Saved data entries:
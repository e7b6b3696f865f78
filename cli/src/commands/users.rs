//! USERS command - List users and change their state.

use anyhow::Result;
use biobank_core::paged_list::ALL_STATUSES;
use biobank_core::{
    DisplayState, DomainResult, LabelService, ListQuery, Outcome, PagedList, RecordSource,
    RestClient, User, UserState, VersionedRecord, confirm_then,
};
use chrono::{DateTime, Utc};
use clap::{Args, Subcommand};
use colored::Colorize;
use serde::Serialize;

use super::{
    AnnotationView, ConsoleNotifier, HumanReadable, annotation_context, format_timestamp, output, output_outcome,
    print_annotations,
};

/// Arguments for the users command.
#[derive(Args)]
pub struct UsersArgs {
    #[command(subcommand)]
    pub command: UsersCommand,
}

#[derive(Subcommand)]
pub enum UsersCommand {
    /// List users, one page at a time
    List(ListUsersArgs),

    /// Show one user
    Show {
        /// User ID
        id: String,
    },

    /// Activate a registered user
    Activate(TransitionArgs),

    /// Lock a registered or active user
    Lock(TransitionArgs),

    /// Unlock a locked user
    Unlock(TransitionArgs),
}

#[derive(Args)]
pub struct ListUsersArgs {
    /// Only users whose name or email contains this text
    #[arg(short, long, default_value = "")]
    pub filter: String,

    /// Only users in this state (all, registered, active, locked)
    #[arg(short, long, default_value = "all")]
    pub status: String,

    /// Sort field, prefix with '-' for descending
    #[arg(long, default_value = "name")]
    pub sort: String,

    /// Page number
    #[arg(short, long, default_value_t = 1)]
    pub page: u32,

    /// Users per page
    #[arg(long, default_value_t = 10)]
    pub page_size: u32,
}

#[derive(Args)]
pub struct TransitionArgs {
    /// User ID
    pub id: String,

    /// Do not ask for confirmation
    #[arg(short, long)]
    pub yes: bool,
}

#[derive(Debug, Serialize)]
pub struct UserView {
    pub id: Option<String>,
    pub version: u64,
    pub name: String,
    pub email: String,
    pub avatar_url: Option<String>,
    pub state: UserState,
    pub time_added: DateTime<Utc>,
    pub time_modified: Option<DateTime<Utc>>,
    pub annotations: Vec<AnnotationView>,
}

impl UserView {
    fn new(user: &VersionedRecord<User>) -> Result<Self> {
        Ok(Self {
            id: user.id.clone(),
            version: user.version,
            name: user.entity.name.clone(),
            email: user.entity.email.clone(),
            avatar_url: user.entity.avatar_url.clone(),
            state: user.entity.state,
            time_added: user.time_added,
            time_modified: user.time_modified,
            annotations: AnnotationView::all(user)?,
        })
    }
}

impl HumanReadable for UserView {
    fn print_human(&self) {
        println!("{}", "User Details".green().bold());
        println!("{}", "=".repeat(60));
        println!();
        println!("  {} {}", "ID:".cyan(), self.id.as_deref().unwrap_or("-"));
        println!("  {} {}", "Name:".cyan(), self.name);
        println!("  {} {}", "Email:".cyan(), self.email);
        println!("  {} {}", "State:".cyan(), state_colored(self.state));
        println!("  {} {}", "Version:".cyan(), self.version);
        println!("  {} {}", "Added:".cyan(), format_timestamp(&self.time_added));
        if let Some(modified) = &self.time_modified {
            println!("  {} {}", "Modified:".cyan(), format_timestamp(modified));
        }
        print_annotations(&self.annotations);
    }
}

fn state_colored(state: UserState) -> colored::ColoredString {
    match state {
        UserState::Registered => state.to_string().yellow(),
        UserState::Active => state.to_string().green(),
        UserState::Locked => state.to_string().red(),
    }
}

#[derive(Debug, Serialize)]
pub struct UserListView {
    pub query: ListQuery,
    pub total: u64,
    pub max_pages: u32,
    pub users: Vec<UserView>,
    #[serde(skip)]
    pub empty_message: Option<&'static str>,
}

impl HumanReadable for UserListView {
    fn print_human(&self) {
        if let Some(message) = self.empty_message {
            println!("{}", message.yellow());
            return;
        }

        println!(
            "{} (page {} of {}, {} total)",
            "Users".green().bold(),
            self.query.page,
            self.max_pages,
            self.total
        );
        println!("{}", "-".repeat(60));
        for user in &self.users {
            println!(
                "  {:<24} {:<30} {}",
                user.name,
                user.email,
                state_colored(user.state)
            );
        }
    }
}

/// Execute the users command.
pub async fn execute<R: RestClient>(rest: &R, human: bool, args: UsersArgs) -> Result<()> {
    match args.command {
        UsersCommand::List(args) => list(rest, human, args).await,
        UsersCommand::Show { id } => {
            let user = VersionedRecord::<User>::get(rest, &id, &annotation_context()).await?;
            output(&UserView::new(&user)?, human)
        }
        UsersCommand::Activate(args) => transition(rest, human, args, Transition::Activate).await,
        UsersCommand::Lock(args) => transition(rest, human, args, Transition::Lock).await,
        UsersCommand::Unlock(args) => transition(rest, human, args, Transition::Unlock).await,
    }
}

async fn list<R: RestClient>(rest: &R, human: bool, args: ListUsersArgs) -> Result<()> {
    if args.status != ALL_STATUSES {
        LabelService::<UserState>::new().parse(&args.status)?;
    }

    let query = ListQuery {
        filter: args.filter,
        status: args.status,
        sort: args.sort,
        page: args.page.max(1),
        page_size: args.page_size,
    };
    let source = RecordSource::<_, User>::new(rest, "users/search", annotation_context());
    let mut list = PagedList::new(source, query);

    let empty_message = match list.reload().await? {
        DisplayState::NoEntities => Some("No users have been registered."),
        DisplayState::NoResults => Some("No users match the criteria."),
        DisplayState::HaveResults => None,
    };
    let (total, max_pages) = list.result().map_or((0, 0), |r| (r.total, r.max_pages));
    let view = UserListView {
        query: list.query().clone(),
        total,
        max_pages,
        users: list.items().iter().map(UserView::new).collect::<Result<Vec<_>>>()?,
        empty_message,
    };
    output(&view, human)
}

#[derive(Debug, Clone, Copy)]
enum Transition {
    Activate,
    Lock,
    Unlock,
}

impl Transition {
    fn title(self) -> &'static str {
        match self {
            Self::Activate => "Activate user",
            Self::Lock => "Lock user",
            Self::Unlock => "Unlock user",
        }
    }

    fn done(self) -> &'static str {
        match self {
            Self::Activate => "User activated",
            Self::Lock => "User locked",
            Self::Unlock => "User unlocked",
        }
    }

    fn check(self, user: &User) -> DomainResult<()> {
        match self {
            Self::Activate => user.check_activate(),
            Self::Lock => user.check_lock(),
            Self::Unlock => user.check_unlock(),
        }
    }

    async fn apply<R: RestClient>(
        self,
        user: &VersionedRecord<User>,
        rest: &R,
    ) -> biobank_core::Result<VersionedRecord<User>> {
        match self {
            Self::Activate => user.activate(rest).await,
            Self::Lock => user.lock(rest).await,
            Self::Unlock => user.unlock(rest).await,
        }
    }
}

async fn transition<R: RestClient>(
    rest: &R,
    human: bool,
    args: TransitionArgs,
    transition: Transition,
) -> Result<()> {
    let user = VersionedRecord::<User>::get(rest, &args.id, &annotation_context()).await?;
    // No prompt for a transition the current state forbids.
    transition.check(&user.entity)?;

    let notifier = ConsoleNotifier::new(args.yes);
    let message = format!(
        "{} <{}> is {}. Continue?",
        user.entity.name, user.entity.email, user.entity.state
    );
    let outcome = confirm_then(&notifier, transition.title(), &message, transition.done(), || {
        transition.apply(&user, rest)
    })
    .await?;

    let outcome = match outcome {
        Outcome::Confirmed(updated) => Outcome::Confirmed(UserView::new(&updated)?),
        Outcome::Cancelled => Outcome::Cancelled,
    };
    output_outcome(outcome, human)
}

- DESCRIPTION OF THE TASK -
Copy out each line of the data that includes the string "long".

- REPLY -
    #[arg(short, long, default_value = "")]
    #[arg(short, long, default_value = "all")]
    #[arg(long, default_value = "name")]
    #[arg(short, long, default_value_t = 1)]
    #[arg(long, default_value_t = 10)]
    #[arg(short, long)]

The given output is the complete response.